Niet alle discrepantie is leerbaar: Token-leerbaarheid in on-policy distillatie

Samenvatting

On-beleidsdistillatie (OPD, van het Engelse 'on-policy distillation') traint een student op diens eigen roll-outs met supervisie van een leraar op tokenniveau. Recente selectieve OPD-methoden maken gebruik van de niet-uniformiteit van OPD-signalen door prioriteit te geven aan tokens met hoge entropie of hoge discrepantie. Wij heroverwegen dit principe en vragen: welke lerarensignalen op tokenniveau zijn daadwerkelijk leerbaar? Met behulp van een diagnostiek met vaste context die de KL-reductie tussen leraar en student binnen dezelfde context meet, tonen wij aan dat ruwe KL-discrepantie een grove benadering is van de leerwaarde. Het verwart leerbare discrepantie, waarbij de leraar corrigerende massa toekent aan de top-k-kandidaten van de student, met incompatibele discrepantie, waarbij de leraar massa voornamelijk buiten de huidige drager van de student plaatst. Wij formaliseren deze lokale compatibiliteit als token-leerbaarheid en laten zien dat deze de verbetering in vaste context beter voorspelt dan ruwe KL alleen. Gemotiveerd door deze bevinding stellen wij Leerbaarheidsbewuste OPD (TA-OPD, van het Engelse 'Teachability-Aware OPD') voor, een lichtgewicht tokenpositie-selectiemethode die OPD-verlies toepast op posities met hoge leerbaarheid, zonder beloningsmodellen of verificateurs. In Qwen2.5- en Qwen 3-leraar-studentomgevingen presteert TA-OPD vaak beter dan volledige-token OPD met slechts 5% behouden tokens en verbetert het de resultaten ten opzichte van op entropie en divergentie gebaseerde basislijnen. Onze resultaten herformuleren selectieve OPD als het selecteren van leerbare lerarensignalen in plaats van louter opvallende tokens.

English

On-policy distillation (OPD) trains a student on its own rollouts with token-level teacher supervision. Recent selective OPD methods exploit the non-uniformity of OPD signals by prioritizing high-entropy or high-disagreement tokens.
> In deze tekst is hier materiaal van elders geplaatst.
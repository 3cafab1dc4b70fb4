//! Table names, column definitions and table constraints.

use crate::condition::Sort;
use crate::dialect::Dialect;
use crate::render::{SqlRender, display_via_render};

/// A table name.
#[derive(Debug, Clone, PartialEq, Eq)]
pub struct Table {
    name: String,
}

impl Table {
    pub fn new(name: impl Into<String>) -> Self {
        Self { name: name.into() }
    }

    pub fn name(&self) -> &str {
        &self.name
    }
}

impl SqlRender for Table {
    fn render_with(&self, _dialect: &dyn Dialect) -> String {
        self.name.clone()
    }
}

impl From<&str> for Table {
    fn from(name: &str) -> Self {
        Table::new(name)
    }
}

impl From<String> for Table {
    fn from(name: String) -> Self {
        Table::new(name)
    }
}

/// A column definition for `CREATE TABLE`.
///
/// ```
/// use squall::{Column, SqlRender};
///
/// let col = Column::new("qty").sql_type("INTEGER").not_null();
/// assert_eq!(col.render(), "qty INTEGER NOT NULL");
/// ```
#[derive(Debug, Clone, PartialEq, Eq)]
pub struct Column {
    name: String,
    sql_type: Option<String>,
    nullable: Option<bool>,
}

impl Column {
    pub fn new(name: impl Into<String>) -> Self {
        Self {
            name: name.into(),
            sql_type: None,
            nullable: None,
        }
    }

    /// Force a SQL type annotation.
    pub fn sql_type(mut self, sql_type: impl Into<String>) -> Self {
        self.sql_type = Some(sql_type.into());
        self
    }

    /// Append an explicit `NULL`.
    pub fn null(mut self) -> Self {
        self.nullable = Some(true);
        self
    }

    /// Append an explicit `NOT NULL`.
    pub fn not_null(mut self) -> Self {
        self.nullable = Some(false);
        self
    }

    pub fn name(&self) -> &str {
        &self.name
    }
}

impl SqlRender for Column {
    fn render_with(&self, _dialect: &dyn Dialect) -> String {
        let mut sql = self.name.clone();
        if let Some(ty) = &self.sql_type {
            sql.push(' ');
            sql.push_str(ty);
        }
        match self.nullable {
            Some(true) => sql.push_str(" NULL"),
            Some(false) => sql.push_str(" NOT NULL"),
            None => {}
        }
        sql
    }
}

impl From<&str> for Column {
    fn from(name: &str) -> Self {
        Column::new(name)
    }
}

impl From<String> for Column {
    fn from(name: String) -> Self {
        Column::new(name)
    }
}

/// A table-level constraint for `CREATE TABLE`.
#[derive(Debug, Clone, PartialEq, Eq)]
pub enum Constraint {
    /// `PRIMARY KEY(<columns>[ ASC|DESC])`
    PrimaryKey {
        columns: Vec<String>,
        sort: Option<Sort>,
    },
    /// `UNIQUE(<columns>)`
    Unique(Vec<String>),
    /// `FOREIGN KEY(<column>) REFERENCES <table>(<references>)`
    ForeignKey {
        column: String,
        table: String,
        references: String,
    },
    /// Raw constraint text, emitted as-is.
    Raw(String),
}

impl Constraint {
    pub fn primary_key<I, S>(columns: I) -> Self
    where
        I: IntoIterator<Item = S>,
        S: Into<String>,
    {
        Constraint::PrimaryKey {
            columns: columns.into_iter().map(Into::into).collect(),
            sort: None,
        }
    }

    pub fn unique<I, S>(columns: I) -> Self
    where
        I: IntoIterator<Item = S>,
        S: Into<String>,
    {
        Constraint::Unique(columns.into_iter().map(Into::into).collect())
    }

    pub fn foreign_key(
        column: impl Into<String>,
        table: impl Into<String>,
        references: impl Into<String>,
    ) -> Self {
        Constraint::ForeignKey {
            column: column.into(),
            table: table.into(),
            references: references.into(),
        }
    }

    /// Set the key order of a primary key. No effect on other constraints.
    pub fn sorted(self, order: Sort) -> Self {
        match self {
            Constraint::PrimaryKey { columns, .. } => Constraint::PrimaryKey {
                columns,
                sort: Some(order),
            },
            other => other,
        }
    }
}

impl SqlRender for Constraint {
    fn render_with(&self, _dialect: &dyn Dialect) -> String {
        match self {
            Constraint::PrimaryKey { columns, sort } => match sort {
                Some(sort) => format!("PRIMARY KEY({} {})", columns.join(", "), sort.as_str()),
                None => format!("PRIMARY KEY({})", columns.join(", ")),
            },
            Constraint::Unique(columns) => format!("UNIQUE({})", columns.join(", ")),
            Constraint::ForeignKey {
                column,
                table,
                references,
            } => format!("FOREIGN KEY({column}) REFERENCES {table}({references})"),
            Constraint::Raw(sql) => sql.clone(),
        }
    }
}

display_via_render!(Table, Column, Constraint);
use super::{Command, table_guard};
use crate::condition::Exists;
use crate::dialect::{Dialect, ExistsForm};
use crate::error::SqlResult;
use crate::render::{SqlRender, display_via_render};
use crate::table::Table;

/// `DROP TABLE [IF EXISTS] <table>`
#[derive(Debug, Clone, PartialEq)]
pub struct DropTable {
    table: Table,
    exists: Option<Exists>,
}

impl DropTable {
    pub fn new(table: impl Into<Table>) -> Self {
        Self {
            table: table.into(),
            exists: None,
        }
    }

    /// Only a plain [`Exists::exists`] is accepted; anything else fails with
    /// [`SqlError::InvalidCondition`](crate::SqlError::InvalidCondition).
    pub fn exists(mut self, exists: Exists) -> SqlResult<Self> {
        self.exists = Some(table_guard(exists, Command::Drop)?);
        Ok(self)
    }

    /// `DROP TABLE IF EXISTS`
    pub fn if_exists(mut self) -> Self {
        self.exists = Some(Exists::exists());
        self
    }

    pub fn table(&self) -> &Table {
        &self.table
    }
}

impl SqlRender for DropTable {
    fn render_with(&self, dialect: &dyn Dialect) -> String {
        let table = self.table.name();
        match &self.exists {
            None => format!("DROP TABLE {table}"),
            Some(exists) => match dialect.exists_form() {
                ExistsForm::Inline => format!("DROP TABLE {} {table}", exists.render_with(dialect)),
                ExistsForm::Wrap => format!(
                    "IF {}({}) DROP TABLE {table}",
                    exists.keyword(),
                    dialect.table_lookup(table)
                ),
            },
        }
    }
}

display_via_render!(DropTable);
We revisit this principle and ask: which token-level teacher signals are actually learnable? Using a fixed-context diagnostic that measures same-context teacher-student KL reduction, we show that raw KL disagreement is a coarse proxy for learning value. It conflates learnable disagreement, where the teacher assigns corrective mass to the student's top-K candidates, with incompatible disagreement, where the teacher places mass mostly off the student's current support. We formalize this local compatibility as token teachability and show that it better predicts fixed-context improvement than raw KL alone. Motivated by this finding, we propose Teachability-Aware OPD (TA-OPD), a lightweight token-position selection method that applies OPD loss to high-teachability positions without reward models or verifiers. Across Qwen2.5 and Qwen 3 teacher-student settings, TA-OPD often surpasses full-token OPD with only 5% retained tokens and improves over entropy- and divergence-based baselines. Our results reframe selective OPD as selecting learnable teacher signals rather than merely salient tokens.